▶ **Task directions**: Transcribe only the lines between the first line of the records and the line containing "прошедших мероприятий пользователя.", inclusive, exactly as written.

Records excerpted from a collection:
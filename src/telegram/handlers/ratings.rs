//! Выставление оценок со-участникам прошедших мероприятий.
//!
//! Цикл мастера: выбрать мероприятие, затем оценивать участников по одному,
//! пока рабочий список не опустеет. Список каждый раз пересчитывается из
//! базы, поэтому перезапуск бота не теряет прогресс.

use teloxide::prelude::*;
use teloxide::types::ParseMode;

use super::profile::{local_now, registered_user};
use super::types::{HandlerDeps, HandlerError};
use crate::core::rating;
use crate::core::registration;
use crate::storage::db::get_connection;
use crate::telegram::keyboards;

/// Обработчик /rate: список прошедших мероприятий пользователя.
pub async fn handle_rate_command(bot: &Bot, chat_id: ChatId, deps: &HandlerDeps) -> Result<(), HandlerError> {
    let Some(user) = registered_user(deps, chat_id)? else {
        bot.send_message(
            chat_id,
            "Для оценки участников необходимо сначала заполнить профиль. Отправьте /start.",
        )
        .await?;
        return Ok(());
    };

    let conn = get_connection(&deps.db_pool)?;
    let attended = registration::list_pending_rating_events(&conn, user.id, local_now())?;

    if attended.is_empty() {
        bot.send_message(
            chat_id,
            "У вас нет мероприятий для оценки. Оценивать можно участников уже прошедших мероприятий.",
        )
        .await?;
        return Ok(());
    }

    bot.send_message(chat_id, "Выберите мероприятие для оценки участников:")
        .reply_markup(keyboards::rating_events_keyboard(&attended))
        .await?;
    Ok(())
}

/// Callback выбора мероприятия (`rateevent:<event_id>`).
pub async fn on_rate_event_selected(
    bot: &Bot,
    chat_id: ChatId,
    deps: &HandlerDeps,
    value: &str,
) -> Result<(), HandlerError> {
    let Some(user) = registered_user(deps, chat_id)? else {
        return Ok(());
    };
    let Ok(event_id) = value.parse::<i64>() else {
        return Ok(());
    };

    prompt_next_unrated(bot, chat_id, deps, event_id, user.id).await
}

/// Callback оценки (`ratestars:<event_id>:<rated_id>:<score>`).
pub async fn on_stars_selected(
    bot: &Bot,
    chat_id: ChatId,
    deps: &HandlerDeps,
    value: &str,
) -> Result<(), HandlerError> {
    let Some(user) = registered_user(deps, chat_id)? else {
        return Ok(());
    };

    let mut parts = value.splitn(3, ':');
    let (Some(event_id), Some(rated_id), Some(score)) = (parts.next(), parts.next(), parts.next()) else {
        return Ok(());
    };
    let (Ok(event_id), Ok(rated_id), Ok(score)) =
        (event_id.parse::<i64>(), rated_id.parse::<i64>(), score.parse::<u8>())
    else {
        return Ok(());
    };

    let mut conn = get_connection(&deps.db_pool)?;
    match rating::submit_rating(&mut conn, event_id, user.id, rated_id, score, None) {
        Ok(()) => {
            bot.send_message(chat_id, format!("Спасибо за оценку! Вы поставили {score} звезд."))
                .await?;
        }
        Err(e) => {
            bot.send_message(chat_id, e.user_message()).await?;
        }
    }
    drop(conn);

    prompt_next_unrated(bot, chat_id, deps, event_id, user.id).await
}

/// Показывает следующего неоцененного со-участника или завершает цикл.
async fn prompt_next_unrated(
    bot: &Bot,
    chat_id: ChatId,
    deps: &HandlerDeps,
    event_id: i64,
    rater_id: i64,
) -> Result<(), HandlerError> {
    let conn = get_connection(&deps.db_pool)?;
    let worklist = rating::list_unrated_co_participants(&conn, event_id, rater_id)?;

    match worklist.first() {
        Some(next) => {
            bot.send_message(
                chat_id,
                format!(
                    "Оцените участника <b>{}</b> по шкале от 1 до 5 звезд:",
                    next.display_name
                ),
            )
            .parse_mode(ParseMode::Html)
            .reply_markup(keyboards::stars_keyboard(event_id, next.id))
            .await?;
        }
        None => {
            bot.send_message(chat_id, "Вы оценили всех участников этого мероприятия. Спасибо!")
                .await?;
        }
    }
    Ok(())
}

▶ **Solved exercise**:
filename src/telegram/handlers/ratings.rs
//! Выставление оценок со-участникам прошедших мероприятий.
//!
//! Цикл мастера: выбрать мероприятие, затем оценивать участников по одному,
//! пока рабочий список не опустеет. Список каждый раз пересчитывается из
//! базы, поэтому перезапуск бота не теряет прогресс.

use teloxide::prelude::*;
use teloxide::types::ParseMode;

use super::profile::{local_now, registered_user};
use super::types::{HandlerDeps, HandlerError};
use crate::core::rating;
use crate::core::registration;
use crate::storage::db::get_connection;
use crate::telegram::keyboards;

/// Обработчик /rate: список прошедших мероприятий пользователя.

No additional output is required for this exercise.